Can do, and does make sense.

> 
> > +		if (!refcount_inc_not_zero(&key->usage)) {
> 
> Sorry, but eww.  You're going to wangle the refcount twice on every key on the
> system every time the gc does a pass.  Further, in some cases inc_not_zero is
> not the fastest op in the world.

One could alternatively "test_bit(KEY_FLAG_FINAL_PUT, &key->flags)) &&
!refcount_inc_not_zero(&key->usage))" without mb() on either side and
set_bit() could be at the beginning of key_put().
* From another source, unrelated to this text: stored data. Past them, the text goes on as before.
//! API request handlers

use std::sync::Arc;

use axum::extract::multipart::MultipartError;
use axum::extract::{Multipart, State};
use axum::http::StatusCode;
use axum::response::{IntoResponse, Response};
use axum::Json;
use serde::Serialize;
use tracing::{info, warn};

use super::server::AppState;
use crate::error::InvoiceSheetError;
use crate::invoice::{require_period, InvoiceEngine, InvoiceError, InvoiceExtraction};
use crate::spreadsheet::read_first_sheet_from_bytes;

/// Multipart field carrying the workbook
pub const FILE_FIELD: &str = "file";
/// Multipart field carrying the declared `YYYY-MM` month
pub const MONTH_FIELD: &str = "invoicingMonth";

/// Error body: `{ "success": false, "error": "..." }`
#[derive(Debug, Serialize)]
pub struct ErrorResponse {
    pub success: bool,
    pub error: String,
}

impl ErrorResponse {
    pub fn new(message: impl Into<String>) -> Self {
        Self {
            success: false,
            error: message.into(),
        }
    }
}

/// Failures of an upload request
#[derive(Debug)]
pub enum ApiError {
    /// Malformed or oversized multipart body
    Multipart(MultipartError),
    /// Undecodable workbook or rejected sheet
    Extraction(InvoiceSheetError),
    /// The extraction task did not complete
    Internal(String),
}

impl ApiError {
    pub fn status(&self) -> StatusCode {
        match self {
            ApiError::Multipart(error) => error.status(),
            ApiError::Extraction(_) => StatusCode::BAD_REQUEST,
            ApiError::Internal(_) => StatusCode::INTERNAL_SERVER_ERROR,
        }
    }

    pub fn message(&self) -> String {
        match self {
            ApiError::Multipart(error) => error.body_text(),
            ApiError::Extraction(error) => error.to_string(),
            ApiError::Internal(message) => message.to_owned(),
        }
    }
}

impl From<MultipartError> for ApiError {
    fn from(error: MultipartError) -> Self {
        ApiError::Multipart(error)
    }
}

impl From<InvoiceSheetError> for ApiError {
    fn from(error: InvoiceSheetError) -> Self {
        ApiError::Extraction(error)
    }
}

impl IntoResponse for ApiError {
    fn into_response(self) -> Response {
        let status = self.status();
        let message = self.message();
        warn!(status = status.as_u16(), "Upload rejected: {}", message);
        (status, Json(ErrorResponse::new(message))).into_response()
    }
}

/// Workbook received in the `file` field
#[derive(Debug)]
pub struct UploadedFile {
    pub name: String,
    pub bytes: Vec<u8>,
}

/// POST /api/v1/upload - Extract invoice data from an uploaded workbook
///
/// Expects multipart form with:
/// - file: `.xlsx`, `.xls` or `.ods` workbook (required, first sheet is read)
/// - invoicingMonth: month the sheet must belong to, `YYYY-MM` (required)
pub async fn upload(
    State(state): State<Arc<AppState>>,
    mut multipart: Multipart,
) -> Result<Json<InvoiceExtraction>, ApiError> {
    let mut file: Option<UploadedFile> = None;
    let mut period: Option<String> = None;

    while let Some(field) = multipart.next_field().await? {
        let name = field.name().unwrap_or("").to_string();
        match name.as_str() {
            FILE_FIELD => {
                let file_name = field.file_name().unwrap_or("upload").to_string();
                let bytes = field.bytes().await?;
                file = Some(UploadedFile {
                    name: file_name,
                    bytes: bytes.to_vec(),
                });
            }
            MONTH_FIELD => period = Some(field.text().await?),
            _ => {}
        }
    }

    let engine = Arc::clone(&state.engine);
    let extraction = tokio::task::spawn_blocking(move || extract_upload(&engine, file, period.as_deref()))
        .await
        .map_err(|error| ApiError::Internal(format!("Extraction task failed: {}", error)))??;

    info!(
        records = extraction.invoices_data.len(),
        rates = extraction.currency_rates.len(),
        "Upload processed"
    );
    Ok(Json(extraction))
}

/// Decodes the uploaded workbook and runs the engine on its first sheet.
/// Missing inputs are reported before any decoding.
pub fn extract_upload(
    engine: &InvoiceEngine,
    file: Option<UploadedFile>,
    period: Option<&str>,
) -> Result<InvoiceExtraction, InvoiceSheetError> {
    let file = file.ok_or(InvoiceError::MissingDocument)?;
    let period = require_period(period)?;

    let sheet = read_first_sheet_from_bytes(&file.name, file.bytes)?;
    Ok(engine.process(Some(&sheet), Some(period))?)
}

/// Root endpoint response
#[derive(Serialize)]
pub struct RootResponse {
    pub name: String,
    pub version: String,
    pub endpoints: Vec<EndpointInfo>,
}

#[derive(Serialize)]
pub struct EndpointInfo {
    pub path: String,
    pub method: String,
    pub description: String,
}

/// GET / - Service info
pub async fn root(State(state): State<Arc<AppState>>) -> impl IntoResponse {
    Json(RootResponse {
        name: "Invoice Sheet Service".to_string(),
        version: state.version.clone(),
        endpoints: vec![
            EndpointInfo {
                path: "/health".to_string(),
                method: "GET".to_string(),
                description: "Health check endpoint".to_string(),
            },
            EndpointInfo {
                path: "/api/v1/upload".to_string(),
                method: "POST".to_string(),
                description: "Extract invoice data from a workbook (multipart: file, invoicingMonth)".to_string(),
            },
        ],
    })
}

/// Health check response
#[derive(Serialize)]
pub struct HealthResponse {
    pub status: String,
    pub version: String,
}

/// GET /health - Health check
pub async fn health(State(state): State<Arc<AppState>>) -> impl IntoResponse {
    Json(HealthResponse {
        status: "healthy".to_string(),
        version: state.version.clone(),
    })
}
Race at worst would be an extra refcount_inc_not_zero() but not often.

> 
> > +			spin_lock_irqsave(&key_graveyard_lock, flags);
> > +			list_add_tail(&key->graveyard_link, &key_graveyard);
> > +			spin_unlock_irqrestore(&key_graveyard_lock, flags);
> >  			schedule_work(&key_gc_work);
> 
> This is going to enable and disable interrupts twice and that can be
> expensive, depending on the arch.  I wonder if it would be better to do:
> 
> 			local_irq_save(flags);
> 			spin_lock(&key_graveyard_lock);
> 			list_add_tail(&key->graveyard_link, &key_graveyard);
> 			spin_unlock(&key_graveyard_lock);
> 			schedule_work(&key_gc_work);
> 			local_irq_restore(flags);

I like this but shouldn't this also comprehend the quota update before
(just asking for completeness sake)?

> 
> David
> 
> 

BR, Jarkko
Jarkko Sakkinen April 11, 2025, 8:41 p.m. UTC | #5
On Fri, Apr 11, 2025 at 11:37:25PM +0300, Jarkko Sakkinen wrote:
> > This is going to enable and disable interrupts twice and that can be
> > expensive, depending on the arch.  I wonder if it would be better to do:
> > 
> > 			local_irq_save(flags);
> > 			spin_lock(&key_graveyard_lock);
> > 			list_add_tail(&key->graveyard_link, &key_graveyard);
> > 			spin_unlock(&key_graveyard_lock);
> > 			schedule_work(&key_gc_work);
> > 			local_irq_restore(flags);
> 
> I like this but shouldn't this also comprehend the quota update before
> (just asking for completeness sake)?

"This brings me on to another though:  Should key_serial_lock be a seqlock?
And should the gc use RCU + read_seqlock() and insertion
write_seqlock()?"
https://lore.kernel.org/keyrings/797521.1743602083@warthog.procyon.org.uk/

I think that should be done too (because it made whole a lot of sense)
as a separate patch. I'd just prefer move slowly and in baby steps for
better quality, and keep that as a separate follow-up patch.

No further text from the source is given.